* **Task to complete**
Give a bare count of the lines with "Clone" in the material below.

* **The records**
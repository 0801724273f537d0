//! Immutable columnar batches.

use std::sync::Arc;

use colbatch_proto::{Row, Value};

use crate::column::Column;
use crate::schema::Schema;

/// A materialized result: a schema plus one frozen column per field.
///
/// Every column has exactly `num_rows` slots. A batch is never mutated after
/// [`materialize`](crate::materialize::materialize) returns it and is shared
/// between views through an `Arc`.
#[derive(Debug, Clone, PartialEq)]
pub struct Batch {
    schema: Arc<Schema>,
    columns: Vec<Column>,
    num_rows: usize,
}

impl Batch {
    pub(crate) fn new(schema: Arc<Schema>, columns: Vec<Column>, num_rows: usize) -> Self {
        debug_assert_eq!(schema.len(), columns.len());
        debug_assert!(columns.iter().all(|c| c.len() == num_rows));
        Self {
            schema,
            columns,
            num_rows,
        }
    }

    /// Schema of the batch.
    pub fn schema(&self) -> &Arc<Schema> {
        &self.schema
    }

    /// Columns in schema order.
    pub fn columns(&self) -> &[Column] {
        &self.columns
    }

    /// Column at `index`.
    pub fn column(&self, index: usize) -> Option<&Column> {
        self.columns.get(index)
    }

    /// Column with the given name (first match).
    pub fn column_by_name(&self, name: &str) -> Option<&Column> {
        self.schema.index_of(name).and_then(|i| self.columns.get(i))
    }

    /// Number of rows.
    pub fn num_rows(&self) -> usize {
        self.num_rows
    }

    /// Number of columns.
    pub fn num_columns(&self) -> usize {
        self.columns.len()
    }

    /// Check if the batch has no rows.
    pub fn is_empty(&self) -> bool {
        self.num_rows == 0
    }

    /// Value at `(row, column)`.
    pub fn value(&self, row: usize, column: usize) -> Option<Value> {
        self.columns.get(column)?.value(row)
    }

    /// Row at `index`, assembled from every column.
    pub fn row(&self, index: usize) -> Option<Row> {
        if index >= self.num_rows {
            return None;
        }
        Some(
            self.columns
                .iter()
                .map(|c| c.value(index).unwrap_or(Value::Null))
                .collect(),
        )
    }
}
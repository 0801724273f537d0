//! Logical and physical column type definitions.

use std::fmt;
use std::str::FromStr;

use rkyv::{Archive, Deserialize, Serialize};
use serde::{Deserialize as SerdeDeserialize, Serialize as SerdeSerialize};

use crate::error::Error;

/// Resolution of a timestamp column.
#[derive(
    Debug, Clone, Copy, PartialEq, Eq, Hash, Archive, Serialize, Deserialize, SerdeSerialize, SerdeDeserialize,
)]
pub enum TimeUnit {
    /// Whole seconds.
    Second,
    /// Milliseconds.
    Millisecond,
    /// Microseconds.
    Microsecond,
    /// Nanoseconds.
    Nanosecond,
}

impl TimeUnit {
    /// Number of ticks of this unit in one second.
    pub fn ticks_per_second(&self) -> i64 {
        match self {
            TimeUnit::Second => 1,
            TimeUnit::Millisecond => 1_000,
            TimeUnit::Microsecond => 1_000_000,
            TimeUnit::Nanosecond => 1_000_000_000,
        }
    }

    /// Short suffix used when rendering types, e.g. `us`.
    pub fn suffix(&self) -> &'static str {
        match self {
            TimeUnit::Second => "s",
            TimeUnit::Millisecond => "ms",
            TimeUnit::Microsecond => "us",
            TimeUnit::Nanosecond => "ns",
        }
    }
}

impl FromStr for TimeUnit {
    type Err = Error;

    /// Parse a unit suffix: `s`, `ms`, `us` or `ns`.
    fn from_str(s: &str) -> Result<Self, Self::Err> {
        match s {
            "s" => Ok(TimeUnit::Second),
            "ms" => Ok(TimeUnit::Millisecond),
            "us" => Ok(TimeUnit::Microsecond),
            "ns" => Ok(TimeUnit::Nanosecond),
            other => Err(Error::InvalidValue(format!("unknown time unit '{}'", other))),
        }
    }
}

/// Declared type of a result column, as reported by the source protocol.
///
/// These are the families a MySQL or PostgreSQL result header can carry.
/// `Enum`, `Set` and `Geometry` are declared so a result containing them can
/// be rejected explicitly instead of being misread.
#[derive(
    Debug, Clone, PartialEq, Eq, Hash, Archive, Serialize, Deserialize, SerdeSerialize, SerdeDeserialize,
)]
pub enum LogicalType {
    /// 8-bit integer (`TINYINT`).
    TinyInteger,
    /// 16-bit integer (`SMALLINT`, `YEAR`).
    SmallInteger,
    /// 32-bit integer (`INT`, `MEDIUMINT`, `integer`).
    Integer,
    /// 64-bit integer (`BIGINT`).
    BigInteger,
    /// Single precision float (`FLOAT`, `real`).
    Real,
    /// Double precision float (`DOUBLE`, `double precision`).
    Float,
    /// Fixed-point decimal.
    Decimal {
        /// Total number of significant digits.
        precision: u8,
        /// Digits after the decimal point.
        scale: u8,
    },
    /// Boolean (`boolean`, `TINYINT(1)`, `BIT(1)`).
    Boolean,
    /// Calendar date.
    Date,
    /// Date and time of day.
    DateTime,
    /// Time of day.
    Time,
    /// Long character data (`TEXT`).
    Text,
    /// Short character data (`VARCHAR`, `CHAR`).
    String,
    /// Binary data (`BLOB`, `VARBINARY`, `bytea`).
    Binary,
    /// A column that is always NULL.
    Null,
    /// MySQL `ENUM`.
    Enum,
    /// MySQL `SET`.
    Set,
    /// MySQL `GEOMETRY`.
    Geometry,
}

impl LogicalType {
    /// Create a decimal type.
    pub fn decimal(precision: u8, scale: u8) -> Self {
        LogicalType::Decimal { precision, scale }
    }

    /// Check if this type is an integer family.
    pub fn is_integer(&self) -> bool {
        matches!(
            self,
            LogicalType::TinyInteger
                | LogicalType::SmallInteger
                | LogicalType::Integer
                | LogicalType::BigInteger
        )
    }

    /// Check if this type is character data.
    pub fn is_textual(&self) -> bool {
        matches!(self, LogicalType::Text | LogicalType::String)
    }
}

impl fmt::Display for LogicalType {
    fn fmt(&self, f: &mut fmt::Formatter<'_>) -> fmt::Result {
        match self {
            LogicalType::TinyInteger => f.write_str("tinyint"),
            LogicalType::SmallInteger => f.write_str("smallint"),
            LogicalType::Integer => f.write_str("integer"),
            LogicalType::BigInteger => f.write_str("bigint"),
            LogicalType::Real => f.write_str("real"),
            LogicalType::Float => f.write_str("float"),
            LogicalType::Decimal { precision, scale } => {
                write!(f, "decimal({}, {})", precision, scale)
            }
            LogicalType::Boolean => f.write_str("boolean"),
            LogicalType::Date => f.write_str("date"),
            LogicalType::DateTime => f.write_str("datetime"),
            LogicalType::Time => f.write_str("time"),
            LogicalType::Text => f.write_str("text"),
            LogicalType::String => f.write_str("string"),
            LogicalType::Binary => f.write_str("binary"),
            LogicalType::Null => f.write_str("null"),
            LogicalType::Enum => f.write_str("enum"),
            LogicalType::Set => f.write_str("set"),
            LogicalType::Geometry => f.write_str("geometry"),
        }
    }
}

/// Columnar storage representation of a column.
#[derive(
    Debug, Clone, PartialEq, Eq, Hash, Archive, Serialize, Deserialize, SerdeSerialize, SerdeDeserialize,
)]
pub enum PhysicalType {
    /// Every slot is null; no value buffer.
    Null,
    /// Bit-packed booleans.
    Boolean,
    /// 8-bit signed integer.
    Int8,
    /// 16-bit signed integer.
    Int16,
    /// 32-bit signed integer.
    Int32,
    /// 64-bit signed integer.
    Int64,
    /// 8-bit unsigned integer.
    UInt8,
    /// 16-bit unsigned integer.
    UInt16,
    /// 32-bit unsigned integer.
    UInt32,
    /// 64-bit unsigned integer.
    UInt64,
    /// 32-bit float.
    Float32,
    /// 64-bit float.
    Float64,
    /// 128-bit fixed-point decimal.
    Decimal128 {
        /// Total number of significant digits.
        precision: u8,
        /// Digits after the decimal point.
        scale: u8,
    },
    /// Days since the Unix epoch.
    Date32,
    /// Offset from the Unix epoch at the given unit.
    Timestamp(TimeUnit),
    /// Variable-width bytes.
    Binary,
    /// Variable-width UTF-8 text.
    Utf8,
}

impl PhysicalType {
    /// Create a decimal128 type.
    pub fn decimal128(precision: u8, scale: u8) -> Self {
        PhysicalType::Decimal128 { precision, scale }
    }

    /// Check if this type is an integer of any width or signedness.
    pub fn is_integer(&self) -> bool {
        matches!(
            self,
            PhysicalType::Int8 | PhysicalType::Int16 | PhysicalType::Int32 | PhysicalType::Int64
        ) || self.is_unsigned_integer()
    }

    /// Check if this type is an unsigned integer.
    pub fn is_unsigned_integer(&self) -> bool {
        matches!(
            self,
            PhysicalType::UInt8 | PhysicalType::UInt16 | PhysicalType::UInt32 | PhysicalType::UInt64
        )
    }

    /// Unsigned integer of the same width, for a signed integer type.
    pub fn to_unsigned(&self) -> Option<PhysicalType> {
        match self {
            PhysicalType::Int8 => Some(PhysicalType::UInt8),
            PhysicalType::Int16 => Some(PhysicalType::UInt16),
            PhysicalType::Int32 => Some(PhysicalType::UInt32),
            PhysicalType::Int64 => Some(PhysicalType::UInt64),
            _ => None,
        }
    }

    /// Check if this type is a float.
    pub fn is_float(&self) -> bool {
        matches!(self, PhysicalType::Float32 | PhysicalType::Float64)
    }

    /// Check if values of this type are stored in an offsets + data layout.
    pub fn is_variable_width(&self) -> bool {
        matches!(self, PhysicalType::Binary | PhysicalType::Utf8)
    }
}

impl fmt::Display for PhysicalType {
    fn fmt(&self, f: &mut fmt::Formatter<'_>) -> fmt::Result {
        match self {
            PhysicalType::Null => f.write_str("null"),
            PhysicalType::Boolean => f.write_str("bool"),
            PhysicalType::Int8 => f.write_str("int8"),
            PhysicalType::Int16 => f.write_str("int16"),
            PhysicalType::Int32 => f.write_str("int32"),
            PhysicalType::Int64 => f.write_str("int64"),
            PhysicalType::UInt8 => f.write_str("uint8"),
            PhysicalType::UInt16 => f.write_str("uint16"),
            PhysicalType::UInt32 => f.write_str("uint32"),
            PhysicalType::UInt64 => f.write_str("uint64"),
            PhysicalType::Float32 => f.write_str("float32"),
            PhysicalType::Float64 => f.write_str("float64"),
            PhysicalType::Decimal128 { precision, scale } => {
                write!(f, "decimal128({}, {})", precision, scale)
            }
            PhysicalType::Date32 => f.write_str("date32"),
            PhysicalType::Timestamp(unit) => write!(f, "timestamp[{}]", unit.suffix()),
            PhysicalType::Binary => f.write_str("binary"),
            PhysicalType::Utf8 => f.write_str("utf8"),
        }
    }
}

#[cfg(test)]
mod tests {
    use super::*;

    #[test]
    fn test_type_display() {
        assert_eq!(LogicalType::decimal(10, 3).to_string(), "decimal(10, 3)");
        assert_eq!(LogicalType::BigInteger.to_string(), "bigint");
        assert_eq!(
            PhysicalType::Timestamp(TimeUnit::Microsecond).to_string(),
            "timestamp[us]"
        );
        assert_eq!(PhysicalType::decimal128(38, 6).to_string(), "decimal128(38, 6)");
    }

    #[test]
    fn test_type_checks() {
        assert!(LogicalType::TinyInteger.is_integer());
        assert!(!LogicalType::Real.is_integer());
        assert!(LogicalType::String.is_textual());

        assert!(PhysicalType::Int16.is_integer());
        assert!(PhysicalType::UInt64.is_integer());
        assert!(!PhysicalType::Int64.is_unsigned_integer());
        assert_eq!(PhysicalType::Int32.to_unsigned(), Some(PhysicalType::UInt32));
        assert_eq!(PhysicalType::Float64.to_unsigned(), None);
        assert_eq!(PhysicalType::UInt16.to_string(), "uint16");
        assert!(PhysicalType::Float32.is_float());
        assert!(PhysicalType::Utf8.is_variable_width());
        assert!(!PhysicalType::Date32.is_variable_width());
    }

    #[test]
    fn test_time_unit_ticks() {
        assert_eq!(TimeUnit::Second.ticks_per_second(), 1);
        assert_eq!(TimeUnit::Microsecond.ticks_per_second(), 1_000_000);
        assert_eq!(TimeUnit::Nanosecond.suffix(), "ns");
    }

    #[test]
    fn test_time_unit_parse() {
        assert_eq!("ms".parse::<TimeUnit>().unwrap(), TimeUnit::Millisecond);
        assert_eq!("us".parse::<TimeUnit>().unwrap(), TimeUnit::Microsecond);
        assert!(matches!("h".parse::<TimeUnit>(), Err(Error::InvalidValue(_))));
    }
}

* **Problem solution**
4